**EXERCISE**
Could you reproduce, word for word, everything below from the line containing "user's active tasks" down to the line containing "pub mod ident;", with both of those lines included and no others?

---- DATA PROVIDED

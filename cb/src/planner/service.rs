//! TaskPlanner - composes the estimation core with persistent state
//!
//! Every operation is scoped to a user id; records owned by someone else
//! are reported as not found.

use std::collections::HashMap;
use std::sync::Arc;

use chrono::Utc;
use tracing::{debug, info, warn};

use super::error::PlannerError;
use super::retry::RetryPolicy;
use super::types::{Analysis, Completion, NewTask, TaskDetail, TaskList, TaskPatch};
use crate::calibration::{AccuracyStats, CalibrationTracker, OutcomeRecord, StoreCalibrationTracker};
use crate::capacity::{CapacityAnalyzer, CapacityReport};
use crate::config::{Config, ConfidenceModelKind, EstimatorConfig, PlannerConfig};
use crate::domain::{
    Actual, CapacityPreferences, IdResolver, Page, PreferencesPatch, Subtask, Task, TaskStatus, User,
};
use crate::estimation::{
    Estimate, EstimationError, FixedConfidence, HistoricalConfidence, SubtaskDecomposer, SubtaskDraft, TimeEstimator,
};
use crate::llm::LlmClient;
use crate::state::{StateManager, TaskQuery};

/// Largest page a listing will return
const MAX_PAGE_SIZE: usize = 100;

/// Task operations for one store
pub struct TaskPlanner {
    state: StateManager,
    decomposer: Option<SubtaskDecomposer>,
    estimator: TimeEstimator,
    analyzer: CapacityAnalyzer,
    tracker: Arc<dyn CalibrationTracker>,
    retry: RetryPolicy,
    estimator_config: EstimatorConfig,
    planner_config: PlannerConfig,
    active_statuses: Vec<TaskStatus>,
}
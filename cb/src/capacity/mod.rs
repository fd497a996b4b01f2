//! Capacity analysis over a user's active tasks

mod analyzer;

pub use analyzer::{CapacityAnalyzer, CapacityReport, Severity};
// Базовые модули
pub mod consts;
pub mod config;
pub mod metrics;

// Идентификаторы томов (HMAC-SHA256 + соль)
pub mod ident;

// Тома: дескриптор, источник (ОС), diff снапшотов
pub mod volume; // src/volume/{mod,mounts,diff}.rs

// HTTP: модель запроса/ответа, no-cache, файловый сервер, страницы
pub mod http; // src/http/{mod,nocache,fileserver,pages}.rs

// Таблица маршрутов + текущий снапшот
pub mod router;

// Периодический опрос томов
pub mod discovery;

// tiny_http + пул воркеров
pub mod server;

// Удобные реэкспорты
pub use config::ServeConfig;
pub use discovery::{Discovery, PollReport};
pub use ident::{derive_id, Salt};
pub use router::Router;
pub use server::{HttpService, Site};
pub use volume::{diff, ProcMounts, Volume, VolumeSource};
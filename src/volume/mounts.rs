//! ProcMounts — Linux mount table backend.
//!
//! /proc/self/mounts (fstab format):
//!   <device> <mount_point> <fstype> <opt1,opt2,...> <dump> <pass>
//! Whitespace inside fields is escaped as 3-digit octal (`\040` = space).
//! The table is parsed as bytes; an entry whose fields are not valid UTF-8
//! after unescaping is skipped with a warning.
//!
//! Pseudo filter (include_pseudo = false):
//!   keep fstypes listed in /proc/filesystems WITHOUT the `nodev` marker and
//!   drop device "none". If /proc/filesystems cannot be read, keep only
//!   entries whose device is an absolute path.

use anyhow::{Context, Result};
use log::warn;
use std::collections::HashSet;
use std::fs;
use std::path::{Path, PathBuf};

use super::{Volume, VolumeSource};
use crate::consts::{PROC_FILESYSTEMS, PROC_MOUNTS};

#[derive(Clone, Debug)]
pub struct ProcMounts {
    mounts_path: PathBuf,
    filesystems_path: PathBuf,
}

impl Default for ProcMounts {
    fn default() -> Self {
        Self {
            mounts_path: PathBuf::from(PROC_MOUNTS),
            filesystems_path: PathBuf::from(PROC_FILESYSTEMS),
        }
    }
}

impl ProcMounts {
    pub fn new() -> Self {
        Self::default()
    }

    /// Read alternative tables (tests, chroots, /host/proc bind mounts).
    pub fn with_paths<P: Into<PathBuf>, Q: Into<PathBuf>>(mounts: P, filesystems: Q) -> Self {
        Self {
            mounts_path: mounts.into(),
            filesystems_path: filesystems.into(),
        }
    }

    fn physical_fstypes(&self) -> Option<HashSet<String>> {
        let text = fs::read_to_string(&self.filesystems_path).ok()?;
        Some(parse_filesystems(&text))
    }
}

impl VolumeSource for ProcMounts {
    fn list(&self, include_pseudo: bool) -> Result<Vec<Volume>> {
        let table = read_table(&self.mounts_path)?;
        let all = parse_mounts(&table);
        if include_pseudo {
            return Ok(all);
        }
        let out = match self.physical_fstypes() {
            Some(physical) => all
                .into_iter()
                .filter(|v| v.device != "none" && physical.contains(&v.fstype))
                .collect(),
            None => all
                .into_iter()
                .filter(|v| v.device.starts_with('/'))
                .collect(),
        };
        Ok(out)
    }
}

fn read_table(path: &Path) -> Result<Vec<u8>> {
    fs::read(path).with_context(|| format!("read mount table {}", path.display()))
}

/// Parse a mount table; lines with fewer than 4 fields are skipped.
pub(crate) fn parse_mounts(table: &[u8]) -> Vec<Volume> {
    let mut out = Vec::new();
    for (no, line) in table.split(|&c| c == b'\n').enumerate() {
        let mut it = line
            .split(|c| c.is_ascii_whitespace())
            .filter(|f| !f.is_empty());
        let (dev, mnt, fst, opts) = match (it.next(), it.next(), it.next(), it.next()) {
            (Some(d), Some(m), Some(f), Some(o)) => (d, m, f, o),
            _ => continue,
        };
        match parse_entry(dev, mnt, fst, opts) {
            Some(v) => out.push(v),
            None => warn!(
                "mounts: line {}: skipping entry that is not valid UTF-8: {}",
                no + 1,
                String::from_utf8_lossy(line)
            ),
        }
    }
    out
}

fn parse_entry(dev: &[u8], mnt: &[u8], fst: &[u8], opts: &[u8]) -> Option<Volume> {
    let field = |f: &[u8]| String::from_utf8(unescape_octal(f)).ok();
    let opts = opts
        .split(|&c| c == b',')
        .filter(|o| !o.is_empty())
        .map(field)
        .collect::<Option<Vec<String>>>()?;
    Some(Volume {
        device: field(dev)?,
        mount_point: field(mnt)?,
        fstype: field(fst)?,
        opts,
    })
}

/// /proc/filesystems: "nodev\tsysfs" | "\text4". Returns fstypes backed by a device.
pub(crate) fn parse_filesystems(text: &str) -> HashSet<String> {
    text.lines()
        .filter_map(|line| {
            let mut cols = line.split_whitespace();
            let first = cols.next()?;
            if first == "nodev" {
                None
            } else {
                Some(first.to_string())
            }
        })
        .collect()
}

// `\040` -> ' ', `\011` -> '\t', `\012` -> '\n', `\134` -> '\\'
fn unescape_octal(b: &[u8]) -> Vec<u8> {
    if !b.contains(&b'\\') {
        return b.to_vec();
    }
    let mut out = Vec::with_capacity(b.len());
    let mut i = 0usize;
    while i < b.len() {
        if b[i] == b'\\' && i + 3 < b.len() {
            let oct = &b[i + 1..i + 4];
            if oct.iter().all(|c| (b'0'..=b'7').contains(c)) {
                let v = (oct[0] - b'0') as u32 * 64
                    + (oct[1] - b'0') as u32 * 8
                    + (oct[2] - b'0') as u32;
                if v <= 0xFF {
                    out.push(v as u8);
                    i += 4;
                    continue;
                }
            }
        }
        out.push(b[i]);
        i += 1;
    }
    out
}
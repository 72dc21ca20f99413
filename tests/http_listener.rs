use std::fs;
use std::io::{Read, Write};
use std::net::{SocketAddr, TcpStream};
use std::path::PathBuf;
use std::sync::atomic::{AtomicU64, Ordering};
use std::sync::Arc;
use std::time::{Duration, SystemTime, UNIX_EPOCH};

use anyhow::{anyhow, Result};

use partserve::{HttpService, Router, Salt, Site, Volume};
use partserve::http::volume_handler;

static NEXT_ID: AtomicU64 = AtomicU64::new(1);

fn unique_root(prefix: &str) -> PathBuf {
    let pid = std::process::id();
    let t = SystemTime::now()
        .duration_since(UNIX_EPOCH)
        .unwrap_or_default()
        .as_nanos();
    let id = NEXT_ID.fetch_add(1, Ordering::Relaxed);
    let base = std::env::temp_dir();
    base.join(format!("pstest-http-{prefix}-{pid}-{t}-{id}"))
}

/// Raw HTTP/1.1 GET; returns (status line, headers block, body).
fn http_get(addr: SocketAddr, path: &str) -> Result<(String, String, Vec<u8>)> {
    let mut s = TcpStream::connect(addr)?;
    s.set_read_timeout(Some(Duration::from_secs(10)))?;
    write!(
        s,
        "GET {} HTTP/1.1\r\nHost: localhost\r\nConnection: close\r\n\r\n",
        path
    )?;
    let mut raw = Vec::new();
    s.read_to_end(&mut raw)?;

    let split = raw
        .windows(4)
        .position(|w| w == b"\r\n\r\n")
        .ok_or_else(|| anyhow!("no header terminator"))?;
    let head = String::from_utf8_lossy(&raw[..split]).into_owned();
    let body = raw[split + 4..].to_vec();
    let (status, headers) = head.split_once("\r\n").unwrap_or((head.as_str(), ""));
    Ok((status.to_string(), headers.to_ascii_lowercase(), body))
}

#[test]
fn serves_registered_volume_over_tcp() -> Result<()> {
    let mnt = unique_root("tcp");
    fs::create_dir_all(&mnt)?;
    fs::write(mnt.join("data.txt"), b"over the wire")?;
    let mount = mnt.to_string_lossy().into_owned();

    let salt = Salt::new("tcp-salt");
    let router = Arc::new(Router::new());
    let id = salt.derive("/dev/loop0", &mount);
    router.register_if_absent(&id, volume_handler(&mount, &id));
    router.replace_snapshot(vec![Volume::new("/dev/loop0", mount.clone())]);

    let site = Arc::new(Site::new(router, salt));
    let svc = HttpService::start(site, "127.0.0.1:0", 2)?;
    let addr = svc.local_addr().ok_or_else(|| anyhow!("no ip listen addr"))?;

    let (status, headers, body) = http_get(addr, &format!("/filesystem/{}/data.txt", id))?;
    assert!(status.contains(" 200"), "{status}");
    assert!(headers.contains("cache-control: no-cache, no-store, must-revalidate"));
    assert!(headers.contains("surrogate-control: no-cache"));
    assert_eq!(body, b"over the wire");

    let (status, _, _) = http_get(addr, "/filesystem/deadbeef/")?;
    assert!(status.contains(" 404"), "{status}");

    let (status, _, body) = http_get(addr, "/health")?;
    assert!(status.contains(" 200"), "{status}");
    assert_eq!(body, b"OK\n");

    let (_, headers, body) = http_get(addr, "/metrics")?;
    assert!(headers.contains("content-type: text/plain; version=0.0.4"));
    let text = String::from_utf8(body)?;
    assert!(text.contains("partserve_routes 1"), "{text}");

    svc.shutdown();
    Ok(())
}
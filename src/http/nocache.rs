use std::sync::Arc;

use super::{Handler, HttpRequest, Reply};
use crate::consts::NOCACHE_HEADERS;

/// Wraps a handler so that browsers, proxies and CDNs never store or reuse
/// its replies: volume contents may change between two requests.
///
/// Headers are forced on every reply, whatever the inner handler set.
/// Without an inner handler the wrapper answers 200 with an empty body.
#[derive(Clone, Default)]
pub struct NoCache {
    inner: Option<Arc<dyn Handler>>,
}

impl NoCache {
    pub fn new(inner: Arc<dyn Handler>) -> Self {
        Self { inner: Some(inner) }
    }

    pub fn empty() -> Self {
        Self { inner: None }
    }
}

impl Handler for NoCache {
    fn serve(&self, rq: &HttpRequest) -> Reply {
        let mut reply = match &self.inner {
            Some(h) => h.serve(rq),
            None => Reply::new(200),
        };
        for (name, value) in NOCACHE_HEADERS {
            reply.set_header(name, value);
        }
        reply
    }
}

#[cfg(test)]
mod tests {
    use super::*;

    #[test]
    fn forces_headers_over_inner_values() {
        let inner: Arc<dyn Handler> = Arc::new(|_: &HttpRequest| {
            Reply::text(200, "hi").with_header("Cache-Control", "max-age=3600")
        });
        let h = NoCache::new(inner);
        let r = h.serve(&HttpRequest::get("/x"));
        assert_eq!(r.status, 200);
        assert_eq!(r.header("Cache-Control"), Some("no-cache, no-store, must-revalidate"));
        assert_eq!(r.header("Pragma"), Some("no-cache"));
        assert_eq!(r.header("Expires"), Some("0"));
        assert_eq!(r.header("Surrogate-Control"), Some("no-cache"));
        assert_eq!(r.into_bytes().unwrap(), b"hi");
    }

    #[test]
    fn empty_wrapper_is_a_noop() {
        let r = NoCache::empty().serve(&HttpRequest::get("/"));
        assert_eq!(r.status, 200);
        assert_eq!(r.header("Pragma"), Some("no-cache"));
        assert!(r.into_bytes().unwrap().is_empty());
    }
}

--------

**ANSWER SPACE**
//! Capacity analysis over a user's active tasks

mod analyzer;

pub use analyzer::{CapacityAnalyzer, CapacityReport, Severity};
// Базовые модули
pub mod consts;
pub mod config;
pub mod metrics;

// Идентификаторы томов (HMAC-SHA256 + соль)
pub mod ident;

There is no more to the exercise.